In the exhibition materia prima, which has been running since 12 October, Marlene Bart and Johannes Post present works that correspond with each other and deal with the cultures of the digital both critically and poetically.
The works in the exhibition describe both utopian and dystopian scenarios and operate in a field of tension between artificiality and nature.
Digital images have become our everyday companions. Although image cultures have always been a dynamic field, new technical possibilities have enabled image production to take on an unusually high evolutionary tempo. The two-part exhibition series Hyper-Visions aims to shed light on the complex relationships between advanced digital imaging technologies and their cultural contexts.
In her works, Marlene Bart deals with the visual chains of representation in the history of science, with natural history artefacts being a central source of inspiration for her multimedia practice. The exhibition includes a virtual reality work, a spatial installation and graphic works. She is also presenting a new sculpture that combines bone, glass and plastic. Skeletal specimens often serve as the starting point for her graphic works, while she sees her modular installations as a kind of skeleton that changes depending on the exhibition context. At the same time, the reference to bones and the dissolution of materials and states creates a thematic link between the artistic positions of Bart and Post.

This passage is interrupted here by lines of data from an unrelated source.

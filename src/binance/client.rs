// =============================================================================
// Binance REST API Client — HMAC-SHA256 signed and public requests
// =============================================================================
//
// SECURITY: The secret key is never logged or serialized. Every request
// carries X-MBX-APIKEY and a JSON content-type header; signed requests get a
// fresh timestamp and a signature computed over the exact query string.
//
// Responses are decoded and returned whatever the HTTP status: the exchange
// puts its error details in the body, and callers decide what they mean.
// =============================================================================

use std::str::FromStr;
use std::time::Duration;

use anyhow::{Context, Result};
use async_trait::async_trait;
use reqwest::header::{HeaderMap, HeaderValue, CONTENT_TYPE};
use thiserror::Error;
use tracing::{debug, info, instrument, warn};

use crate::binance::signer::{self, Payload, RequestSigner};
use crate::types::Credentials;
use crate::withdraw::FundingApi;

pub const DEFAULT_BASE_URL: &str = "https://api.binance.com";

pub const FUNDING_ASSET_PATH: &str = "/sapi/v1/asset/get-funding-asset";
pub const WITHDRAW_APPLY_PATH: &str = "/sapi/v1/capital/withdraw/apply";
pub const SERVER_TIME_PATH: &str = "/api/v3/time";

const JSON_CONTENT_TYPE: &str = "application/json;charset=utf-8";
const REQUEST_TIMEOUT: Duration = Duration::from_secs(10);

// -----------------------------------------------------------------------------
// HTTP method
// -----------------------------------------------------------------------------

#[derive(Debug, Error, PartialEq, Eq)]
#[error("unsupported HTTP method: {0}")]
pub struct UnsupportedMethod(pub String);

/// The verbs the exchange API accepts. Anything else is rejected when parsed.
#[derive(Debug, Clone, Copy, PartialEq, Eq)]
pub enum HttpMethod {
    Get,
    Post,
    Put,
    Delete,
}

impl FromStr for HttpMethod {
    type Err = UnsupportedMethod;

    fn from_str(s: &str) -> Result<Self, Self::Err> {
        match s.to_ascii_uppercase().as_str() {
            "GET" => Ok(Self::Get),
            "POST" => Ok(Self::Post),
            "PUT" => Ok(Self::Put),
            "DELETE" => Ok(Self::Delete),
            _ => Err(UnsupportedMethod(s.to_string())),
        }
    }
}

impl std::fmt::Display for HttpMethod {
    fn fmt(&self, f: &mut std::fmt::Formatter<'_>) -> std::fmt::Result {
        match self {
            Self::Get => write!(f, "GET"),
            Self::Post => write!(f, "POST"),
            Self::Put => write!(f, "PUT"),
            Self::Delete => write!(f, "DELETE"),
        }
    }
}

// -----------------------------------------------------------------------------
// Client
// -----------------------------------------------------------------------------

/// Binance REST API client with HMAC-SHA256 request signing.
#[derive(Clone)]
pub struct BinanceClient {
    signer: RequestSigner,
    base_url: String,
    recv_window: Option<u64>,
    client: reqwest::Client,
}

impl BinanceClient {
    /// Create a new `BinanceClient`.
    ///
    /// # Arguments
    /// * `credentials` — API key (sent as a header) and secret (HMAC key only).
    /// * `base_url`    — REST root, e.g. [`DEFAULT_BASE_URL`].
    /// * `recv_window` — optional `recvWindow` appended to signed queries.
    pub fn new(
        credentials: &Credentials,
        base_url: impl Into<String>,
        recv_window: Option<u64>,
    ) -> Result<Self> {
        let mut default_headers = HeaderMap::new();
        default_headers.insert(
            "X-MBX-APIKEY",
            HeaderValue::from_str(&credentials.api_key)
                .context("API key is not a valid header value")?,
        );
        default_headers.insert(CONTENT_TYPE, HeaderValue::from_static(JSON_CONTENT_TYPE));

        let client = reqwest::Client::builder()
            .default_headers(default_headers)
            .timeout(REQUEST_TIMEOUT)
            .build()
            .context("failed to build HTTP client")?;

        let base_url = base_url.into().trim_end_matches('/').to_string();
        debug!(base_url = %base_url, "BinanceClient initialised");

        Ok(Self {
            signer: RequestSigner::new(credentials.api_secret.clone()),
            base_url,
            recv_window,
            client,
        })
    }

    // -------------------------------------------------------------------------
    // URL construction
    // -------------------------------------------------------------------------

    /// Full URL of a signed request made at `timestamp`.
    pub fn signed_url(&self, path: &str, payload: &Payload, timestamp: u64) -> String {
        let query = signer::signed_query(payload, timestamp, self.recv_window);
        let signature = self.signer.sign(&query);
        format!("{}{}?{}&signature={}", self.base_url, path, query, signature)
    }

    /// Full URL of an unsigned request.
    pub fn public_url(&self, path: &str, payload: &Payload) -> String {
        if payload.is_empty() {
            format!("{}{}", self.base_url, path)
        } else {
            format!("{}{}?{}", self.base_url, path, payload.encode())
        }
    }

    // -------------------------------------------------------------------------
    // Requests
    // -------------------------------------------------------------------------

    /// Signed request. The timestamp is taken at call time.
    #[instrument(skip(self, payload), name = "binance::send_signed")]
    pub async fn send_signed(
        &self,
        method: HttpMethod,
        path: &str,
        payload: &Payload,
    ) -> Result<serde_json::Value> {
        let url = self.signed_url(path, payload, signer::timestamp_ms());
        self.dispatch(method, &url, path).await
    }

    /// Unsigned GET request.
    #[instrument(skip(self, payload), name = "binance::send_public")]
    pub async fn send_public(&self, path: &str, payload: &Payload) -> Result<serde_json::Value> {
        let url = self.public_url(path, payload);
        self.dispatch(HttpMethod::Get, &url, path).await
    }

    /// GET /api/v3/time — server clock in milliseconds.
    pub async fn server_time(&self) -> Result<u64> {
        let body = self.send_public(SERVER_TIME_PATH, &Payload::new()).await?;
        body["serverTime"]
            .as_u64()
            .with_context(|| format!("server time response missing 'serverTime': {body}"))
    }

    /// Local clock minus exchange clock, in milliseconds.
    pub async fn clock_skew_ms(&self) -> Result<i64> {
        let server = self.server_time().await?;
        Ok(signer::timestamp_ms() as i64 - server as i64)
    }

    async fn dispatch(&self, method: HttpMethod, url: &str, path: &str) -> Result<serde_json::Value> {
        info!("{method} {url}");

        let request = match method {
            HttpMethod::Get => self.client.get(url),
            HttpMethod::Post => self.client.post(url),
            HttpMethod::Put => self.client.put(url),
            HttpMethod::Delete => self.client.delete(url),
        };

        let resp = request
            .send()
            .await
            .with_context(|| format!("{method} {path} request failed"))?;

        let status = resp.status();
        let body: serde_json::Value = resp
            .json()
            .await
            .with_context(|| format!("failed to parse {path} response"))?;

        if !status.is_success() {
            warn!(%status, path, body = %body, "non-success HTTP status");
        }

        Ok(body)
    }
}

#[async_trait]
impl FundingApi for BinanceClient {
    async fn funding_assets(&self) -> Result<serde_json::Value> {
        self.send_signed(HttpMethod::Post, FUNDING_ASSET_PATH, &Payload::new())
            .await
    }

    async fn apply_withdrawal(&self, payload: &Payload) -> Result<serde_json::Value> {
        self.send_signed(HttpMethod::Post, WITHDRAW_APPLY_PATH, payload)
            .await
    }
}

impl std::fmt::Debug for BinanceClient {
    fn fmt(&self, f: &mut std::fmt::Formatter<'_>) -> std::fmt::Result {
        f.debug_struct("BinanceClient")
            .field("api_key", &"<redacted>")
            .field("secret", &"<redacted>")
            .field("base_url", &self.base_url)
            .field("recv_window", &self.recv_window)
            .finish()
    }
}

// =============================================================================
// Tests
// =============================================================================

Johannes Post is showing large-format, AI-generated images based on the experimental sci-fi magazine Far C, which are part of the Future-Archeology series of works. The work creates a post-apocalyptic scenario in which the technoid and the organic merge eerily. The earth's surface is uninhabitable, covered in mud, and people live in subterranean habitats, controlled by a bio-technological intelligence that uses them as hardware components. They tirelessly salvage electronic fragments to produce bio-technological hardware to sustain this intelligence. Electronic waste from our present is the most important resource here, as other raw materials such as oil are exhausted...
As part of the exhibition, there will be a discussion between Michael Schäfer and the curator and art historian Yasemin Keskintepe on Saturday, 9 November at 5pm.